According to Leo Gergs, Principal Analyst, Enterprise Cellular Connectivity and 5G Markets at ABI Research, “These numbers underline the vast size of the opportunity and the transformative potential that 5G connectivity can have on global economic productivity – be it through the public macro-network, a dedicated network slice, or a private cellular network.”

Global businesses are in a challenging situation as they strive for increasing automation, efficiency improvements, and quality improvements to maintain their profitability in light of recent geopolitical developments. The effects of the Covid epidemic, as well as the ensuing social exclusion and “lockdown” measures, are still being felt by the businesses that had to close. “Exactly the same businesses that were compelled to downsize their workforce through layoffs or temporary employment.

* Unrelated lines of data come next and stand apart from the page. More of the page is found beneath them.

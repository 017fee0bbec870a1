//! Parameterized statements.
//!
//! A statement serializes directly into one entry of the transactional
//! endpoint's `statements` array.

use serde::Serialize;
use strand_core::{Properties, Value};

/// Result content a statement asks the server for.
#[derive(Debug, Clone, Copy, PartialEq, Eq, Serialize)]
#[serde(rename_all = "lowercase")]
pub enum ResultContent {
    Row,
    Graph,
}

/// A statement with its parameters.
#[derive(Debug, Clone, PartialEq, Serialize)]
pub struct Statement {
    #[serde(rename = "statement")]
    pub text: String,
    pub parameters: Properties,
    #[serde(rename = "resultDataContents")]
    pub result_contents: Vec<ResultContent>,
    #[serde(rename = "includeStats")]
    pub include_stats: bool,
}

impl Statement {
    /// Create a statement returning rows.
    pub fn new(text: impl Into<String>, parameters: Properties) -> Self {
        Self {
            text: text.into(),
            parameters,
            result_contents: vec![ResultContent::Row],
            include_stats: false,
        }
    }

    /// Create a statement returning graph fragments.
    pub fn graph(text: impl Into<String>, parameters: Properties) -> Self {
        Self {
            result_contents: vec![ResultContent::Graph],
            ..Self::new(text, parameters)
        }
    }

    /// Create a statement returning both graph fragments and rows.
    pub fn graph_row(text: impl Into<String>, parameters: Properties) -> Self {
        Self {
            result_contents: vec![ResultContent::Graph, ResultContent::Row],
            ..Self::new(text, parameters)
        }
    }

    /// Ask the server for update counters.
    pub fn with_stats(mut self) -> Self {
        self.include_stats = true;
        self
    }

    /// Add a parameter.
    pub fn param(mut self, name: impl Into<String>, value: impl Into<Value>) -> Self {
        self.parameters.insert(name.into(), value.into());
        self
    }

    pub fn returns_graph(&self) -> bool {
        self.result_contents.contains(&ResultContent::Graph)
    }
}
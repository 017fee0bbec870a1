//! Wire body of the transactional endpoint.

use serde::{Deserialize, Serialize};
use strand_core::{GraphModel, QueryStatistics, Value};
use strand_cypher::Statement;

/// `{"statements": [...]}`
#[derive(Debug, Serialize)]
pub struct StatementsBody<'a> {
    pub statements: &'a [Statement],
}

/// A decoded response body.
#[derive(Debug, Clone, Default, PartialEq, Deserialize)]
pub struct ResponseBody {
    #[serde(default)]
    pub results: Vec<StatementResult>,
    #[serde(default)]
    pub errors: Vec<ServerError>,
    /// Commit URL of an open transaction.
    #[serde(default)]
    pub commit: Option<String>,
}

/// The result of one statement of a batch.
#[derive(Debug, Clone, Default, PartialEq, Deserialize)]
pub struct StatementResult {
    #[serde(default)]
    pub columns: Vec<String>,
    #[serde(default)]
    pub data: Vec<ResultData>,
    #[serde(default)]
    pub stats: Option<QueryStatistics>,
}

impl StatementResult {
    /// Value of a column in the first row.
    pub fn first_row_value(&self, column: &str) -> Option<&Value> {
        let index = self.columns.iter().position(|c| c == column)?;
        self.data.first()?.row.as_ref()?.get(index)
    }
}

/// One row of a statement result, in whichever contents were requested.
#[derive(Debug, Clone, Default, PartialEq, Deserialize)]
pub struct ResultData {
    #[serde(default)]
    pub row: Option<Vec<Value>>,
    #[serde(default)]
    pub graph: Option<GraphModel>,
}

#[derive(Debug, Clone, PartialEq, Deserialize)]
pub struct ServerError {
    pub code: String,
    pub message: String,
}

Automation made possible by 5G will lessen the need for physical labour, according to Gergs. Additionally, rising manufacturing costs have put a price on factors like sustainability and energy efficiency. As a result, businesses are frantically trying to invest in enhancing both their efficiency and the quality of their products or services.

The essential needs can be fully met by 5G. ABI Research estimates that by eliminating cable drops, a single plant, for instance, can lower its usage by several thousand kilowatt hours annually and save several hundred dollars. In addition, by reducing severe situations through condition-based monitoring, mines or oil/gas fields may boost their productivity by tens of thousands of dollars annually while preventing production standstills. Gergs observe that “it is remarkable, in this context, that the telco industry so far is fighting a hard battle to bring cellular connectivity technology to enterprises.”

For 5G to unfold its full transformative potential, technology providers must understand that enterprises are interested in solutions, not technologies.  “At the heart of this, providers should accept that the enterprise domain requires a completely different value proposition, i.e., focusing on applications, services, and business outcomes rather than fancy technology jargon, that tends to go above the head of enterprise owners,” Gergs says. “What counts for enterprises, especially during economic hardship, is a convincing argument that includes Return on Investment (ROI) calculations, enterprise applications, and comparison scenarios to other wireless connectivity technologies. After all, Wi-Fi will not magically cease and enterprises will not rip out all their existing connectivity to deploy 5G,” Gergs concludes.

These findings are from ABI Research’s 5G Contribution to Global Economic Activity market data report. This market data is part of the company’s 5G Markets research service, which includes research, data, and analyst insights. Market Data spreadsheets comprise deep data, market share analysis, and highly segmented, service-specific forecasts to provide detailed insight into where opportunities lie.